= Carl Spengler =

Swiss surgeon, pulmonologist and bacteriologist

Carl Spengler (30 June 1860 – 15 September 1937) was a Swiss surgeon, pulmonologist and bacteriologist. He founded what is probably the oldest international ice hockey tournament, the Spengler Cup.

== Career ==
Spengler's father Alexander Spengler was the discoverer of the healing effects of the high altitude climate of Davos.
Carl Spengler was probably the first person to try skiing in the Alps. His father Alexander Spengler was given a pair of Sami hunting skis by a Nordic patient in 1873.
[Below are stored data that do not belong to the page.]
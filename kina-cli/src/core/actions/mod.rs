//! Action engine (§4.4): a registry of named, ordered task lists, a
//! planner that expands them against a roster into a sorted execution
//! plan, and a sequential executor that halts on the first error.

mod config;
mod haproxy;
mod init;
mod join;

use std::collections::BTreeMap;
use std::future::Future;
use std::path::PathBuf;
use std::pin::Pin;
use std::sync::atomic::{AtomicBool, Ordering};
use std::sync::{Arc, Mutex, OnceLock};
use std::time::Duration;

use tracing::{info, warn};

use crate::core::provider::ContainerProvider;
use crate::core::roster::{NodeSelector, Roster, RosterEntry};
use crate::core::types::ExecResult;
use crate::errors::{ClusterError, KinaError, KinaResult};

pub type TaskFuture = Pin<Box<dyn Future<Output = KinaResult<()>> + Send>>;
pub type TaskRunFn = Arc<dyn Fn(Arc<ExecContext>, RosterEntry) -> TaskFuture + Send + Sync>;

/// One unit of work: a description for logging, the subset of the roster
/// it targets, and the function that executes it against one entry of
/// that subset.
#[derive(Clone)]
pub struct Task {
    pub description: String,
    pub selector: NodeSelector,
    pub run: TaskRunFn,
}

pub type ActionFactory = fn() -> Vec<Task>;

/// Process-wide action name -> factory map, mutated only at first access
/// (to register the four standard actions) and otherwise read-locked
/// briefly per `plan` call.
pub struct Registry;

fn registry_map() -> &'static Mutex<BTreeMap<String, ActionFactory>> {
    static MAP: OnceLock<Mutex<BTreeMap<String, ActionFactory>>> = OnceLock::new();
    MAP.get_or_init(|| {
        let mut map: BTreeMap<String, ActionFactory> = BTreeMap::new();
        map.insert("haproxy".to_string(), haproxy::tasks as ActionFactory);
        map.insert("config".to_string(), config::tasks as ActionFactory);
        map.insert("init".to_string(), init::tasks as ActionFactory);
        map.insert("join".to_string(), join::tasks as ActionFactory);
        Mutex::new(map)
    })
}

impl Registry {
    /// Register (or replace) an action factory under `name`.
    pub fn register(name: &str, factory: ActionFactory) {
        registry_map()
            .lock()
            .expect("action registry mutex poisoned")
            .insert(name.to_string(), factory);
    }

    fn create(name: &str) -> KinaResult<Vec<Task>> {
        let map = registry_map().lock().expect("action registry mutex poisoned");
        let factory = map.get(name).ok_or_else(|| {
            KinaError::Cluster(ClusterError::InvalidState {
                state: format!("unregistered action '{}'", name),
            })
        })?;
        Ok(factory())
    }
}

/// One fully-resolved step of the execution plan: a task bound to a
/// single roster entry, carrying the keys the planner sorted by.
pub struct PlanEntry {
    action_name: String,
    action_index: usize,
    task_index: usize,
    description: String,
    run: TaskRunFn,
    node: RosterEntry,
}

/// Expand `action_names` into tasks, select nodes per task, and sort the
/// resulting entries by the total order from §3: provisioning order
/// ascending, then node name, then action index, then task index — so
/// within one node's provisioning slot, actions run in the caller's
/// supplied order.
pub fn plan(action_names: &[String], roster: &Roster) -> KinaResult<Vec<PlanEntry>> {
    let mut entries = Vec::new();

    for (action_index, action_name) in action_names.iter().enumerate() {
        let tasks = Registry::create(action_name)?;
        for (task_index, task) in tasks.into_iter().enumerate() {
            for node in task.selector.select(roster) {
                entries.push(PlanEntry {
                    action_name: action_name.clone(),
                    action_index,
                    task_index,
                    description: task.description.clone(),
                    run: task.run.clone(),
                    node: node.clone(),
                });
            }
        }
    }

    entries.sort_by(|a, b| {
        a.node
            .provisioning_order
            .cmp(&b.node.provisioning_order)
            .then_with(|| a.node.name.cmp(&b.node.name))
            .then_with(|| a.action_index.cmp(&b.action_index))
            .then_with(|| a.task_index.cmp(&b.task_index))
    });

    Ok(entries)
}

/// A cooperative cancellation flag: the executor checks it before
/// starting each plan entry. Not an interrupt — an in-flight task always
/// runs to its next exec boundary.
#[derive(Clone, Default)]
pub struct CancellationToken(Arc<AtomicBool>);

impl CancellationToken {
    pub fn new() -> Self {
        Self(Arc::new(AtomicBool::new(false)))
    }

    pub fn cancel(&self) {
        self.0.store(true, Ordering::SeqCst);
    }

    pub fn is_cancelled(&self) -> bool {
        self.0.load(Ordering::SeqCst)
    }
}

/// Run `entries` sequentially in plan order, halting and propagating on
/// the first failing entry. A cancelled token stops the plan before its
/// next entry starts; entries already running are not interrupted.
pub async fn execute(entries: Vec<PlanEntry>, ctx: Arc<ExecContext>, cancel: &CancellationToken) -> KinaResult<()> {
    for entry in entries {
        if cancel.is_cancelled() {
            warn!("action plan cancelled, halting before remaining entries");
            break;
        }

        info!("[{}] {}", entry.node.name, entry.description);

        (entry.run)(ctx.clone(), entry.node.clone())
            .await
            .map_err(|e| {
                KinaError::Cluster(ClusterError::ActionFailed {
                    action: entry.action_name.clone(),
                    task: entry.description.clone(),
                    node: entry.node.name.clone(),
                    reason: e.to_string(),
                })
            })?;
    }
    Ok(())
}

/// Shared state every task's run function can reach: the container
/// driver, the immutable roster, per-node addressing resolved during
/// provisioning, and the cluster-wide bootstrap parameters.
pub struct ExecContext {
    pub provider: Arc<dyn ContainerProvider>,
    pub roster: Arc<Roster>,
    pub cluster_name: String,
    pub control_plane_port: u16,
    pub api_bind_port: u16,
    pub token: String,
    pub wait_duration: Option<Duration>,
    pub kubeconfig_output_path: PathBuf,
    pub container_ids: BTreeMap<String, String>,
    pub node_ips: BTreeMap<String, String>,
    pub host_api_port: u16,
    pub disable_default_cni: bool,
}

impl ExecContext {
    pub fn container_id_for(&self, node_name: &str) -> KinaResult<&str> {
        self.container_ids
            .get(node_name)
            .map(|s| s.as_str())
            .ok_or_else(|| {
                KinaError::Cluster(ClusterError::NotFound {
                    name: node_name.to_string(),
                })
            })
    }

    pub fn ip_for(&self, node_name: &str) -> KinaResult<&str> {
        self.node_ips.get(node_name).map(|s| s.as_str()).ok_or_else(|| {
            KinaError::Cluster(ClusterError::NodeNotReady {
                node: node_name.to_string(),
                seconds: 0,
            })
        })
    }

    /// Runs a bootstrap command and turns a non-zero exit into
    /// `ClusterError::ExecFailed` instead of letting it pass as success.
    pub async fn exec_checked(&self, container_id: &str, cmd: &[&str]) -> KinaResult<ExecResult> {
        let result = self.provider.exec_in_container(container_id, cmd).await?;
        if !result.success {
            return Err(KinaError::Cluster(ClusterError::ExecFailed {
                command: cmd.join(" "),
                exit_code: result.exit_code,
                stderr: result.stderr,
            }));
        }
        Ok(result)
    }
}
He presented his experience with thoracoplasty surgery on tuberculosis patients in a lecture in Davos in 1890. He was one of the first to use this method.
Spengler worked for a time as a researcher in immunology with Robert Koch in Berlin. Back in Davos, he published over 70 scientific papers, many of which dealt with the fight against tuberculosis and other plagues. He was a tireless researcher of evidence-based medicine.

==Personal life==
Spengler promoted the then new sport of ice hockey when in 1921 his son Alexander K. Spengler founded the HC Davos with his mates. In 1923, he founded the famous Spengler Cup. He wanted to offer the once hostile nations of Europe the opportunity to measure their strength in peaceful combat and to shake hands in a spirit of comradeship.